Selbsthilfe aus dem Topf

■ Podiumsdiskussion zum Abschluß der Selbsthilfetage fordert mehr Mittel

Zwei Tage lang hatten sich Selbsthilfegruppen und selbstorganisierte Projekte in der Schule am Waldrahm der Öffentlichkeit präsentiert. Zum Abschluß des Selbsthilfetages standen auf einem improvisierten Podium Perspektiven und Politik der Selbsthilfe zur Diskussion. Werden die Selbsthilfegruppen zunehmend von den immer professioneller werdenden Projekten an die Wand gedrückt? Werden sie bald die finanziellen Mittel aufsaugen, werden dafür die gesundheitspolitisch unverzichtbaren kleinen Gruppen ausbluten?

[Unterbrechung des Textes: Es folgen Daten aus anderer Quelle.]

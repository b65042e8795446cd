use clap::Parser;
use owo_colors::OwoColorize;
use std::fs::File;
use std::io::{self, BufWriter, Read, Write};
use std::path::Path;
use tmpl::cli::{generate_completions, AppConfig, Args, Commands};
use tmpl::convert::json_to_value;
use tmpl::diagnostic::render_diagnostics;
use tmpl::{Template, Value};

/// Template name used for `--text` input.
const INLINE_NAME: &str = "main";

fn main() {
    let args = Args::parse();

    if let Some(Commands::Complete { shell }) = args.command {
        generate_completions(shell);
        return;
    }

    let config = AppConfig::from_args(&args);
    init_logging(&config);

    if let Err(code) = run(&args, &config) {
        std::process::exit(code);
    }
}

fn init_logging(config: &AppConfig) {
    let default_level = if config.verbose { "debug" } else { "warn" };
    env_logger::Builder::from_env(env_logger::Env::default().default_filter_or(default_level))
        .format_timestamp(None)
        .init();
}

fn run(args: &Args, config: &AppConfig) -> Result<(), i32> {
    let (name, source) = read_template(args).map_err(|e| error_message(config, &e))?;
    let data = read_data(args).map_err(|e| error_message(config, &e))?;
    log::debug!("read template {:?} ({} bytes)", name, source.len());

    let mut set = Template::new().with_config(config.template.clone());
    if let Err(err) = set.parse(&name, &source) {
        let rendered = render_diagnostics(&source, &name, &[err.to_diagnostic()], config.color_enabled);
        eprint!("{}", rendered);
        return Err(1);
    }

    let target = args.name.clone().unwrap_or(name.clone());
    let mut writer = open_output(args).map_err(|e| error_message(config, &e))?;
    let result = set.execute(&target, &data, &mut writer);
    // Output produced before a failure is kept.
    let flushed = writer.flush();
    if let Err(err) = result {
        let rendered = render_diagnostics(&source, &name, &[err.to_diagnostic()], config.color_enabled);
        eprint!("{}", rendered);
        return Err(1);
    }
    flushed.map_err(|e| error_message(config, &format!("Error writing output: {}", e)))?;
    Ok(())
}

fn open_output(args: &Args) -> Result<BufWriter<Box<dyn Write>>, String> {
    let sink: Box<dyn Write> = match &args.out {
        Some(path) => {
            log::debug!("writing output to {}", path.display());
            let file = File::create(path).map_err(|e| {
                format!("Error writing to output file {}: {}", path.display(), e)
            })?;
            Box::new(file)
        }
        None => Box::new(io::stdout()),
    };
    Ok(BufWriter::new(sink))
}

fn read_template(args: &Args) -> Result<(String, String), String> {
    if let Some(text) = &args.text {
        return Ok((INLINE_NAME.to_string(), text.clone()));
    }
    match &args.template_file {
        Some(path) => {
            let name = path
                .file_name()
                .map(|n| n.to_string_lossy().into_owned())
                .unwrap_or_else(|| INLINE_NAME.to_string());
            Ok((name, read_file(path)?))
        }
        None => Err("No template provided. Must provide TEMPLATE_FILE or --text".to_string()),
    }
}

fn read_data(args: &Args) -> Result<Value, String> {
    let json = if let Some(data) = &args.data {
        data.clone()
    } else if let Some(file) = &args.data_file {
        read_file(file)?
    } else if atty::is(atty::Stream::Stdin) {
        return Ok(Value::Nil);
    } else {
        let mut buffer = String::new();
        io::stdin()
            .read_to_string(&mut buffer)
            .map_err(|e| format!("Failed to read from stdin: {}", e))?;
        buffer
    };

    if json.trim().is_empty() {
        return Ok(Value::Nil);
    }
    serde_json::from_str(&json)
        .map(json_to_value)
        .map_err(|e| format!("JSON parse error: {}", e))
}

fn read_file(path: &Path) -> Result<String, String> {
    std::fs::read_to_string(path).map_err(|e| format!("Failed to read {}: {}", path.display(), e))
}

fn error_message(config: &AppConfig, message: &str) -> i32 {
    if config.color_enabled {
        eprintln!("{}", message.red().bold());
    } else {
        eprintln!("{}", message);
    }
    1
}
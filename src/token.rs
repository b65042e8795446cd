use std::fmt;

#[derive(Debug, Clone, Copy, PartialEq, Eq, Hash)]
pub enum TokenKind {
    Error,
    Eof,

    // Structure
    Text,
    Comment,
    LeftDelim,
    RightDelim,
    LeftParen,
    RightParen,
    Space,

    // Literals
    Bool,
    Number,
    Complex,
    CharConstant,
    String,
    RawString,

    // References
    Field,
    Variable,
    Identifier,

    // Punctuation
    Pipe,
    /// `:=`
    Declare,
    /// `=`
    Assign,
    /// Any other printable ASCII character inside an action, e.g. `,`
    Char,

    // Keywords
    Block,
    Define,
    Dot,
    Else,
    End,
    If,
    Nil,
    Range,
    Template,
    With,
}

impl TokenKind {
    pub fn keyword(word: &str) -> Option<TokenKind> {
        let kind = match word {
            "." => TokenKind::Dot,
            "block" => TokenKind::Block,
            "define" => TokenKind::Define,
            "else" => TokenKind::Else,
            "end" => TokenKind::End,
            "if" => TokenKind::If,
            "nil" => TokenKind::Nil,
            "range" => TokenKind::Range,
            "template" => TokenKind::Template,
            "with" => TokenKind::With,
            _ => return None,
        };
        Some(kind)
    }

    pub fn is_keyword(self) -> bool {
        matches!(
            self,
            TokenKind::Block
                | TokenKind::Define
                | TokenKind::Dot
                | TokenKind::Else
                | TokenKind::End
                | TokenKind::If
                | TokenKind::Nil
                | TokenKind::Range
                | TokenKind::Template
                | TokenKind::With
        )
    }

    pub fn describe(self) -> &'static str {
        match self {
            TokenKind::Error => "error",
            TokenKind::Eof => "EOF",
            TokenKind::Text => "text",
            TokenKind::Comment => "comment",
            TokenKind::LeftDelim => "left delim",
            TokenKind::RightDelim => "right delim",
            TokenKind::LeftParen => "(",
            TokenKind::RightParen => ")",
            TokenKind::Space => "space",
            TokenKind::Bool => "bool",
            TokenKind::Number => "number",
            TokenKind::Complex => "complex",
            TokenKind::CharConstant => "character constant",
            TokenKind::String => "quoted string",
            TokenKind::RawString => "raw string",
            TokenKind::Field => "field",
            TokenKind::Variable => "variable",
            TokenKind::Identifier => "identifier",
            TokenKind::Pipe => "|",
            TokenKind::Declare => ":=",
            TokenKind::Assign => "=",
            TokenKind::Char => "character",
            TokenKind::Block => "<block>",
            TokenKind::Define => "<define>",
            TokenKind::Dot => "<.>",
            TokenKind::Else => "<else>",
            TokenKind::End => "<end>",
            TokenKind::If => "<if>",
            TokenKind::Nil => "<nil>",
            TokenKind::Range => "<range>",
            TokenKind::Template => "<template>",
            TokenKind::With => "<with>",
        }
    }
}

/// A lexed token. `pos` is the byte offset of `text` in the source, `line`
/// and `column` are 1-based (column counts characters).
#[derive(Debug, Clone, PartialEq)]
pub struct Token {
    pub kind: TokenKind,
    pub text: String,
    pub pos: usize,
    pub line: usize,
    pub column: usize,
}

impl Token {
    pub fn end(&self) -> usize {
        self.pos + self.text.len()
    }
}

impl fmt::Display for Token {
    fn fmt(&self, f: &mut fmt::Formatter<'_>) -> fmt::Result {
        match self.kind {
            TokenKind::Eof => write!(f, "EOF"),
            TokenKind::Error => write!(f, "{}", self.text),
            TokenKind::Text | TokenKind::Comment if self.text.len() > 10 => {
                let head: String = self.text.chars().take(10).collect();
                write!(f, "{:?}...", head)
            }
            kind if kind.is_keyword() => write!(f, "<{}>", self.text),
            _ => write!(f, "{:?}", self.text),
        }
    }
}
pub fn sprintf(format: &str, args: &[Value]) -> String {
    let mut out = String::new();
    let mut next_arg = 0;
    for piece in parse_format(format) {
        let directive = match piece {
            Piece::Literal(text) => {
                out.push_str(&text);
                continue;
            }
            Piece::Directive(directive) => directive,
        };
        let Some(verb) = directive.verb else {
            out.push_str("%!(NOVERB)");
            continue;
        };
        let mut spec = Spec {
            flags: directive.flags,
            ..Spec::default()
        };
        match resolve_count(directive.width, args, &mut next_arg) {
            Ok(width) => spec.width = width,
            Err(()) => out.push_str("%!(BADWIDTH)"),
        }
        match resolve_count(directive.precision, args, &mut next_arg) {
            Ok(precision) => spec.precision = precision,
            Err(()) => out.push_str("%!(BADPREC)"),
        }
        let Some(arg) = args.get(next_arg) else {
            out.push_str(&format!("%!{}(MISSING)", verb));
            continue;
        };
        next_arg += 1;
        out.push_str(&format_value(arg, verb, &spec));
    }
    if next_arg < args.len() {
        let extra: Vec<String> = args[next_arg..]
            .iter()
            .map(|arg| match arg {
                Value::Nil => "<nil>".to_string(),
                other => format!("{}={}", other.type_name(), other),
            })
            .collect();
        out.push_str(&format!("%!(EXTRA {})", extra.join(", ")));
    }
    out
}

/// Widths and precisions above this are rejected rather than allocated.
const MAX_COUNT: usize = 1_000_000;

fn resolve_count(
    count: Option<Count>,
    args: &[Value],
    next_arg: &mut usize,
) -> Result<Option<usize>, ()> {
    let n = match count {
        None => return Ok(None),
        Some(Count::Fixed(n)) => n,
        Some(Count::Star) => {
            let arg = args.get(*next_arg).ok_or(())?;
            *next_arg += 1;
            match arg {
                Value::Int(n) => usize::try_from(*n).map_err(|_| ())?,
                _ => return Err(()),
            }
        }
    };
    if n > MAX_COUNT {
        return Err(());
    }
    Ok(Some(n))
}
#[cfg(test)]
mod tests {
    use super::*;
    use crate::lexer::{lex, LexOptions};

    const FUNCS: &[&str] = &["printf", "len", "index", "and", "join"];

    fn parse_str(source: &str) -> Result<Registry, ParseError> {
        let tokens = lex(source, &LexOptions::default());
        parse("t", tokens, &|name: &str| FUNCS.contains(&name))
    }

    fn canonical(source: &str) -> String {
        let registry = parse_str(source).unwrap();
        registry["t"].to_string()
    }

    fn parse_err(source: &str) -> String {
        parse_str(source).unwrap_err().message
    }

    fn first_args(source: &str) -> Vec<Node> {
        let registry = parse_str(source).unwrap();
        match &registry["t"].nodes[0] {
            Node::Action(action) => action.pipe.cmds[0].args.clone(),
            other => panic!("expected action, got {:?}", other),
        }
    }

    #[test]
    fn test_canonical_text() {
        let cases = [
            ("hello", "hello"),
            ("{{.X|.Y}}", "{{.X | .Y}}"),
            ("{{ .A.B }}", "{{.A.B}}"),
            ("{{$x := .}}{{$x.Name}}", "{{$x := .}}{{$x.Name}}"),
            ("{{printf \"%d\" 3|printf \"%s\"}}", "{{printf \"%d\" 3 | printf \"%s\"}}"),
            ("{{(len .).X}}", "{{(len .).X}}"),
            ("{{if .A}}a{{else}}b{{end}}", "{{if .A}}a{{else}}b{{end}}"),
            (
                "{{if .A}}a{{else if .B}}b{{end}}",
                "{{if .A}}a{{else}}{{if .B}}b{{end}}{{end}}",
            ),
            (
                "{{range $i, $e := .}}{{$e}}{{end}}",
                "{{range $i, $e := .}}{{$e}}{{end}}",
            ),
            ("{{with .X}}{{.}}{{end}}", "{{with .X}}{{.}}{{end}}"),
            ("{{template \"x\"}}", "{{template \"x\"}}"),
            ("{{template `x` .Y}}", "{{template \"x\" .Y}}"),
        ];
        for (source, expected) in cases {
            assert_eq!(canonical(source), expected, "source {:?}", source);
        }
    }

    #[test]
    fn test_define_registers_definition() {
        let registry = parse_str("{{define \"T1\"}}hi{{end}}{{template \"T1\"}}").unwrap();
        let names: Vec<&String> = registry.keys().collect();
        assert_eq!(names, vec!["T1", "t"]);
        assert_eq!(registry["T1"].to_string(), "hi");
        assert_eq!(registry["t"].to_string(), "{{template \"T1\"}}");
    }

    #[test]
    fn test_block_defines_and_invokes() {
        let registry = parse_str("a{{block \"b\" .X}}body{{end}}c").unwrap();
        assert_eq!(registry["b"].to_string(), "body");
        assert_eq!(registry["t"].to_string(), "a{{template \"b\" .X}}c");
    }

    #[test]
    fn test_redefinition_overwrites() {
        let mut registry = Registry::new();
        add_tree(&mut registry, "x", ListNode {
            nodes: vec![Node::Text("body".to_string())],
        });
        add_tree(&mut registry, "y", ListNode::new());
        add_tree(&mut registry, "x", ListNode {
            nodes: vec![Node::Text("  \n".to_string())],
        });
        assert_eq!(registry["x"].to_string(), "  \n");
        assert_eq!(registry.keys().collect::<Vec<_>>(), vec!["x", "y"]);
        add_tree(&mut registry, "x", ListNode {
            nodes: vec![Node::Text("new".to_string())],
        });
        assert_eq!(registry["x"].to_string(), "new");
    }

    #[test]
    fn test_definition_has_fresh_scope() {
        let err = parse_err("{{$x := 1}}{{define \"a\"}}{{$x}}{{end}}");
        assert_eq!(err, "undefined variable \"$x\"");
    }

    #[test]
    fn test_branch_scope_is_released() {
        assert!(parse_str("{{if true}}{{$x := 1}}{{$x}}{{end}}").is_ok());
        let err = parse_err("{{if true}}{{$x := 1}}{{end}}{{$x}}");
        assert_eq!(err, "undefined variable \"$x\"");
        let err = parse_err("{{with $y := .}}{{end}}{{$y}}");
        assert_eq!(err, "undefined variable \"$y\"");
    }

    #[test]
    fn test_number_literals() {
        let args = first_args("{{printf 1 02 0x10 1e3 'a' 1+2i 1_000 -7 0b11 0o7 0x1p-2 2.5i}}");
        let values: Vec<String> = args[1..]
            .iter()
            .map(|node| match node {
                Node::Number(n) => format!("{:?}", n.value),
                Node::Complex(c) => format!("({}, {})", c.re, c.im),
                other => format!("{:?}", other),
            })
            .collect();
        assert_eq!(
            values,
            vec![
                "Int(1)",
                "Int(2)",
                "Int(16)",
                "Float(1000.0)",
                "Rune('a')",
                "(1, 2)",
                "Int(1000)",
                "Int(-7)",
                "Int(3)",
                "Int(7)",
                "Float(0.25)",
                "(0, 2.5)",
            ]
        );
    }

    #[test]
    fn test_string_literals() {
        let args = first_args(r#"{{printf "a\tbé\x41" `raw\n` '\n'}}"#);
        match (&args[1], &args[2], &args[3]) {
            (Node::String(quoted), Node::String(raw), Node::Number(rune)) => {
                assert_eq!(quoted.text, "a\tbéA");
                assert_eq!(raw.text, "raw\\n");
                assert_eq!(rune.value, Number::Rune('\n'));
            }
            other => panic!("unexpected args {:?}", other),
        }
    }

    #[test]
    fn test_chain_nodes() {
        let args = first_args("{{(index . 0).Name.First}}");
        match &args[0] {
            Node::Chain(chain) => {
                assert!(matches!(chain.node.as_ref(), Node::Pipe(_)));
                assert_eq!(chain.fields, vec!["Name", "First"]);
            }
            other => panic!("expected chain, got {:?}", other),
        }
    }

    #[test]
    fn test_parse_errors() {
        let cases = [
            ("{{undefinedFunction}}", "function \"undefinedFunction\" not defined"),
            ("{{end}}", "unmatched end"),
            ("{{else}}", "unmatched else"),
            ("{{if .X}}a{{else}}b{{else}}c{{end}}", "unmatched else"),
            ("{{if .X}}a", "unexpected EOF"),
            ("{{if}}x{{end}}", "missing value for if"),
            ("{{range}}x{{end}}", "missing value for range"),
            ("{{()}}", "missing value for parenthesized pipeline"),
            ("{{.X | 3}}", "non executable command in pipeline stage 2"),
            ("{{true.X}}", "unexpected . after term \"true\""),
            ("{{$x}}", "undefined variable \"$x\""),
            ("{{$x = 3}}", "undefined variable \"$x\""),
            ("{{$a, $b := .}}", "too many declarations in command"),
            ("{{range $a, 3 := .}}{{end}}", "range can only initialize variables"),
            ("{{template .}}", "unexpected <.> in template clause"),
            ("{{define \"a\"}}x{{else}}y{{end}}", "unexpected {{else}} in define clause"),
            ("{{.X", "unclosed action"),
            ("{{99999999999999999999}}", "integer overflow: \"99999999999999999999\""),
            ("{{-0x8000000000000001}}", "integer overflow: \"-0x8000000000000001\""),
            ("{{08}}", "illegal number syntax: \"08\""),
            ("{{+}}", "illegal number syntax: \"+\""),
        ];
        for (source, expected) in cases {
            let err = parse_str(source).unwrap_err();
            assert_eq!(err.message, expected, "source {:?}", source);
        }
    }

    #[test]
    fn test_error_position() {
        let err = parse_str("line one\n  {{nope}}").unwrap_err();
        assert_eq!((err.line, err.column), (2, 5));
        assert_eq!(err.to_string(), "template: t:2:5: function \"nope\" not defined");
    }

    #[test]
    fn test_lexical_error_is_reported() {
        let err = parse_str("{{\"abc}}").unwrap_err();
        assert!(err.lexical);
        assert_eq!(err.message, "unterminated quoted string");
    }
}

Kritisch wurden die VertreterInnen der Projekte, wurden Sozialsenator Scherf, Senatsdirektor Dopatka (für den Senator für Gesundheit) und VertreterInnen von Krankenkassen und begleitender Wissenschaft befragt und zu Stellungnahmen gezwungen. Albrecht Lampe, als Vertreter einer im Paritätischen Wohlfahrtsverband organisierten großen Gruppe von Selbsthilfe-Einrichtungen, forderte eine ganz klare Stellungnahme der Politik zur Frage der künftigen Finanzierung. Die von Scherf vorgeschlagene Pflöegesatz -Lösung lehnte er ab. Die selbstorganisierten Projekte seien eine Form der „sozialen Dienstleistung“ und erforderten eine neue Form der finanziellen Struktur. Die Selbsthilfekultur sei durch spezielle Förderung und den Ausbau einer entsprechenden Infrastruktur zu unterstützen. Dabei sei die vom Wissenschaftsvertreter Braun (Institut für sozialwissenschaftliche Analysen und Beratung, ISAB Köln) geforderte „zentrale Koordinationsstelle“ als eine Lampes Meinung nach „monopolisierte Kontrollstelle“ völlig überflüssig: Gerade die in Bremen gefundene kooperative Struktur aus einem losen Verbund von Gesundheitsladen, Netzwerk, Wohlfahrtsverbänden und Gesundheitsamt zeige, daß so eine Vielzahl von Gruppen und Projekten aus den unterschiedlichsten Bereichen und Spektren sinnvoll zusammenarbeiten. Doch auch der DPWV werde in Kürze mit einer Forderung nach Personalmitteln auf den Senat zukommen.

Lob erntete in der Diskussion um die politische Zukunft der

Selbsthilfe der Bremer Topf. Die Hoffnung, daß die über ihn verteilten Sachmittel auch nach Ablauf des vom Bund geförderten Projektes durch das Land Bremen weiterfließen, schien ungebrochen. Besonders von seiten des Gesundheitsamtes werde auf Verstetigung, möglichst auch Ausbau der bestehenden Selbsthilfestruktur gesetzt, betonte Dopatka. Defizite würden bisher nur in regionaler Hinsicht bestehen.

Gerade am Beispiel Bremerhavens zeige sich, daß der Beratungs-und Betreuungsbedarf von Menschen, die mit den auch sozialen Folgen chronischer Krankheiten fertigwerden müßten, längst nicht gedeckt sei. Als Anregung aus dem Publikum schickte ein Vertreter der Rückenkranken den Experten mit auf den Weg, doch umgekehrt die finanzielle und sonstige Förderung doch schon im Vorfeld, bei der gezielten Aufbauarbeit von entsprechenden Selbsthilfegruppen, anzusetzen.

Die Krankenkassen wurden aufgefordert, sich verstärkt an den gesundheitspolitisch immer wichtiger werdenden Angeboten der selbstorganisierten Gruppen zu beteiligen. Eine Netzwerk -Umfrage hatte nur von der Rheumaliga eine positive Rückmeldung über finanzielle Unterstützung durch die Kassen ergeben. AOK-Vertreter Müsegast widersprach zwar vehement und nannte Diabetis, Morbus Bechterew und CF-Gruppen, die aus AOK-Töpfen Zuschüsse erhielten. Betonte aber auch, daß die Bremer Kranken-und Ersatzkassen sich per Beschluß ausdrücklich nicht am Bremer Topf beteiligen wollen.